■ Task brief
From the records below, transcribe exactly the lines that begin at the line with "skip, &mut records)?;" and end at the line with "else if file_type.is_dir()", both included.

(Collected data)
════════

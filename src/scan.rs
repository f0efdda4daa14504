//! Tree scanning
//!
//! Walks a tree pre-order (a directory is always reported before anything
//! below it), offering every entry to the side's [`FileFilter`]. A rejected
//! directory prunes its whole subtree. Symlinks are reported by target and
//! never followed; files are hashed in full; anything that is not a file,
//! directory or symlink is reported as `unknown` so the diff can refuse it.

use std::fs;
use std::os::unix::fs::PermissionsExt;
use std::path::{Path, PathBuf};

use crate::error::ScanError;
use crate::exclusion::FileFilter;
use crate::logging::*;
use crate::types::{FileKind, FileRecord};
use crate::util;

fn io_error(path: &Path) -> impl FnOnce(std::io::Error) -> ScanError + '_ {
	move |source| ScanError::Io { path: path.to_path_buf(), source }
}

/// Walk `root`, skipping the entry at `skip` (the scan agent's own source)
pub fn walk(
	root: &Path,
	filter: &FileFilter,
	skip: Option<&Path>,
) -> Result<Vec<FileRecord>, ScanError> {
	let mut records = Vec::new();
	walk_dir(root, "", filter, skip, &mut records)?;
	Ok(records)
}

fn walk_dir(
	dir: &Path,
	rel: &str,
	filter: &FileFilter,
	skip: Option<&Path>,
	records: &mut Vec<FileRecord>,
) -> Result<(), ScanError> {
	let mut entries =
		fs::read_dir(dir).map_err(io_error(dir))?.collect::<Result<Vec<_>, _>>().map_err(io_error(dir))?;
	entries.sort_by_key(|e| e.file_name());

	for entry in entries {
		let abs = entry.path();
		if skip.map_or(false, |s| s == abs.as_path()) {
			continue;
		}

		let name = entry.file_name();
		let path = format!("{}/{}", rel, name.to_string_lossy());
		if !filter.accepts(&path) {
			trace!("Filtered out {}", path);
			continue;
		}

		if name.to_str().is_none() {
			warn!("Non UTF-8 file name {:?}, reporting as unknown", abs);
			records.push(FileRecord::unknown(path));
			continue;
		}

		let meta = fs::symlink_metadata(&abs).map_err(io_error(&abs))?;
		let file_type = meta.file_type();
		let mode = meta.permissions().mode() & 0o777;

		if file_type.is_symlink() {
			let target = fs::read_link(&abs).map_err(io_error(&abs))?;
			records.push(FileRecord::symlink(path, target.to_string_lossy()));
		} else if file_type.is_dir() {
			records.push(FileRecord::directory(path.clone(), mode));
			walk_dir(&abs, &path, filter, skip, records)?;
		} else if file_type.is_file() {
			let hash = util::hash_file(&abs).map_err(io_error(&abs))?;
			records.push(FileRecord { path, kind: FileKind::File { mode, hash, source: Some(abs) } });
		} else {
			records.push(FileRecord::unknown(path));
		}
	}

	Ok(())
}

/// Scanner for the local side of a deploy
pub struct LocalScanner {
	root: PathBuf,
	filter: FileFilter,
}

impl LocalScanner {
	pub fn new(root: impl Into<PathBuf>, filter: FileFilter) -> Self {
		Self { root: root.into(), filter }
	}

	pub fn root(&self) -> &Path {
		&self.root
	}

	pub fn scan(&self) -> Result<Vec<FileRecord>, ScanError> {
		debug!("Scanning local tree {}", self.root.display());
		let records = walk(&self.root, &self.filter, None)?;
		debug!("Local tree has {} entries", records.len());
		Ok(records)
	}
}


// vim: ts=4
//! Error types for shipit operations

use std::error::Error;
use std::fmt;
use std::io;
use std::path::PathBuf;

use crate::exclusion::ExclusionError;
use crate::protocol::ProtocolError;

/// Main error type for a deploy run
#[derive(Debug)]
pub enum DeployError {
	/// Configuration could not be loaded or validated
	Config(ConfigError),

	/// Upload or trigger request failed
	Transport(TransportError),

	/// Remote scan report could not be used
	Protocol(ProtocolError),

	/// Local tree could not be scanned
	Scan(ScanError),

	/// Deploy agent could not be built
	Archive(ArchiveError),

	/// Filter patterns did not compile
	Exclusion(ExclusionError),
}

impl fmt::Display for DeployError {
	fn fmt(&self, f: &mut fmt::Formatter<'_>) -> fmt::Result {
		match self {
			DeployError::Config(e) => write!(f, "Configuration error: {}", e),
			DeployError::Transport(e) => write!(f, "Transport error: {}", e),
			DeployError::Protocol(e) => write!(f, "Protocol error: {}", e),
			DeployError::Scan(e) => write!(f, "Scan error: {}", e),
			DeployError::Archive(e) => write!(f, "Archive error: {}", e),
			DeployError::Exclusion(e) => write!(f, "Filter error: {}", e),
		}
	}
}

impl Error for DeployError {}

impl From<ConfigError> for DeployError {
	fn from(e: ConfigError) -> Self {
		DeployError::Config(e)
	}
}

impl From<TransportError> for DeployError {
	fn from(e: TransportError) -> Self {
		DeployError::Transport(e)
	}
}

impl From<ProtocolError> for DeployError {
	fn from(e: ProtocolError) -> Self {
		DeployError::Protocol(e)
	}
}

impl From<ScanError> for DeployError {
	fn from(e: ScanError) -> Self {
		DeployError::Scan(e)
	}
}

impl From<ArchiveError> for DeployError {
	fn from(e: ArchiveError) -> Self {
		DeployError::Archive(e)
	}
}

impl From<ExclusionError> for DeployError {
	fn from(e: ExclusionError) -> Self {
		DeployError::Exclusion(e)
	}
}

/// Configuration errors, always raised before any network traffic
#[derive(Debug)]
pub enum ConfigError {
	/// Required option has no value
	Missing { key: &'static str },

	/// Option has a value of the wrong shape
	Invalid { key: &'static str, message: String },

	/// Config file could not be read
	Read { path: PathBuf, source: io::Error },

	/// Config file could not be parsed
	Parse { path: PathBuf, message: String },
}

impl fmt::Display for ConfigError {
	fn fmt(&self, f: &mut fmt::Formatter<'_>) -> fmt::Result {
		match self {
			ConfigError::Missing { key } => write!(f, "Missing required option \"{}\"", key),
			ConfigError::Invalid { key, message } => {
				write!(f, "Config option \"{}\" {}", key, message)
			}
			ConfigError::Read { path, source } => {
				write!(f, "Cannot read {}: {}", path.display(), source)
			}
			ConfigError::Parse { path, message } => {
				write!(f, "Cannot parse {}: {}", path.display(), message)
			}
		}
	}
}

impl Error for ConfigError {}

/// Errors of the transfer and trigger collaborators
#[derive(Debug)]
pub enum TransportError {
	/// Local temporary blob could not be written or read
	Io(io::Error),

	/// Upload helper could not be started
	SpawnFailed { cmd: String, source: io::Error },

	/// Upload was rejected, with the provider's code and message
	Upload { code: Option<i32>, message: String },

	/// Trigger request failed before a response arrived
	Http { url: String, message: String },

	/// Trigger request returned a non-success status
	Status { url: String, status: u16 },

	/// Loopback host could not map or run the program
	Local { message: String },
}

impl fmt::Display for TransportError {
	fn fmt(&self, f: &mut fmt::Formatter<'_>) -> fmt::Result {
		match self {
			TransportError::Io(e) => write!(f, "I/O error: {}", e),
			TransportError::SpawnFailed { cmd, source } => {
				write!(f, "Failed to spawn '{}': {}", cmd, source)
			}
			TransportError::Upload { code: Some(code), message } => {
				write!(f, "Upload failed ({}): {}", code, message)
			}
			TransportError::Upload { code: None, message } => {
				write!(f, "Upload failed: {}", message)
			}
			TransportError::Http { url, message } => {
				write!(f, "Request to {} failed: {}", url, message)
			}
			TransportError::Status { url, status } => {
				write!(f, "Request to {} returned HTTP {}", url, status)
			}
			TransportError::Local { message } => write!(f, "{}", message),
		}
	}
}

impl Error for TransportError {}

impl From<io::Error> for TransportError {
	fn from(e: io::Error) -> Self {
		TransportError::Io(e)
	}
}

/// Local scanning errors
#[derive(Debug)]
pub enum ScanError {
	/// Entry could not be listed, inspected or hashed
	Io { path: PathBuf, source: io::Error },
}

impl fmt::Display for ScanError {
	fn fmt(&self, f: &mut fmt::Formatter<'_>) -> fmt::Result {
		match self {
			ScanError::Io { path, source } => write!(f, "{}: {}", path.display(), source),
		}
	}
}

impl Error for ScanError {}

/// Errors while compiling actions into a deploy agent
#[derive(Debug)]
pub enum ArchiveError {
	/// Writing the agent or reading a payload file failed
	Io { path: PathBuf, source: io::Error },

	/// Payload file changed size between planning and packing
	SizeChanged { path: PathBuf, expected: u64, actual: u64 },

	/// A diff error reached the builder
	Unbuildable { path: String, message: String },
}

impl fmt::Display for ArchiveError {
	fn fmt(&self, f: &mut fmt::Formatter<'_>) -> fmt::Result {
		match self {
			ArchiveError::Io { path, source } => write!(f, "{}: {}", path.display(), source),
			ArchiveError::SizeChanged { path, expected, actual } => write!(
				f,
				"{} changed while packing: expected {} bytes, got {}",
				path.display(),
				expected,
				actual
			),
			ArchiveError::Unbuildable { path, message } => {
				write!(f, "Cannot build action for {}: {}", path, message)
			}
		}
	}
}

impl Error for ArchiveError {}

/// Errors of the agent interpreter itself (not of the steps it runs)
#[derive(Debug)]
pub enum AgentError {
	/// Program file could not be read
	Io(io::Error),

	/// File does not start with a known agent runtime
	NotAnAgent,

	/// Generated statements could not be parsed
	Parse { message: String },

	/// Statement names an operation the runtime does not have
	UnknownOperation { name: String },

	/// Operation called with the wrong arguments
	BadArguments { operation: String, message: String },
}

impl fmt::Display for AgentError {
	fn fmt(&self, f: &mut fmt::Formatter<'_>) -> fmt::Result {
		match self {
			AgentError::Io(e) => write!(f, "I/O error: {}", e),
			AgentError::NotAnAgent => write!(f, "Not an agent program"),
			AgentError::Parse { message } => write!(f, "Parse error: {}", message),
			AgentError::UnknownOperation { name } => write!(f, "Unknown operation: {}", name),
			AgentError::BadArguments { operation, message } => {
				write!(f, "Bad arguments for {}: {}", operation, message)
			}
		}
	}
}

impl Error for AgentError {}

impl From<io::Error> for AgentError {
	fn from(e: io::Error) -> Self {
		AgentError::Io(e)
	}
}

// vim: ts=4
//! Logging prelude module for convenient access to tracing macros.
//!
//! # Usage
//!
//! ```ignore
//! use crate::logging::*;
//!
//! info!("Scanning remote files...");
//! debug!("Remote root: {}", root);
//! ```

pub use tracing::{debug, error, info, trace, warn};

/// Map the CLI verbosity count to a default filter directive.
pub fn level_for(verbosity: u8) -> &'static str {
	match verbosity {
		0 => "warn",
		1 => "info",
		2 => "debug",
		_ => "trace",
	}
}

/// Initialize the tracing subscriber with environment filter support.
///
/// `RUST_LOG` takes precedence; otherwise the level follows `-v` flags:
///
/// ```bash
/// RUST_LOG=debug shipit
/// RUST_LOG=shipit::agent=trace shipit -d
/// ```
pub fn init_tracing(verbosity: u8) {
	tracing_subscriber::fmt()
		.with_env_filter(
			tracing_subscriber::EnvFilter::try_from_default_env()
				.unwrap_or_else(|_| tracing_subscriber::EnvFilter::new(level_for(verbosity))),
		)
		.with_writer(std::io::stderr)
		.init();
}


// vim: ts=4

════════

■ Solution below
	walk_dir(root, "", filter, skip, &mut records)?;
	Ok(records)
}

fn walk_dir(
	dir: &Path,
	rel: &str,
	filter: &FileFilter,
	skip: Option<&Path>,
	records: &mut Vec<FileRecord>,
) -> Result<(), ScanError> {
	let mut entries =
		fs::read_dir(dir).map_err(io_error(dir))?.collect::<Result<Vec<_>, _>>().map_err(io_error(dir))?;
	entries.sort_by_key(|e| e.file_name());

	for entry in entries {
		let abs = entry.path();
		if skip.map_or(false, |s| s == abs.as_path()) {
			continue;
		}

		let name = entry.file_name();
		let path = format!("{}/{}", rel, name.to_string_lossy());
		if !filter.accepts(&path) {
			trace!("Filtered out {}", path);
			continue;
		}

		if name.to_str().is_none() {
			warn!("Non UTF-8 file name {:?}, reporting as unknown", abs);
			records.push(FileRecord::unknown(path));
			continue;
		}

		let meta = fs::symlink_metadata(&abs).map_err(io_error(&abs))?;
		let file_type = meta.file_type();
		let mode = meta.permissions().mode() & 0o777;

		if file_type.is_symlink() {
			let target = fs::read_link(&abs).map_err(io_error(&abs))?;
			records.push(FileRecord::symlink(path, target.to_string_lossy()));
		} else if file_type.is_dir() {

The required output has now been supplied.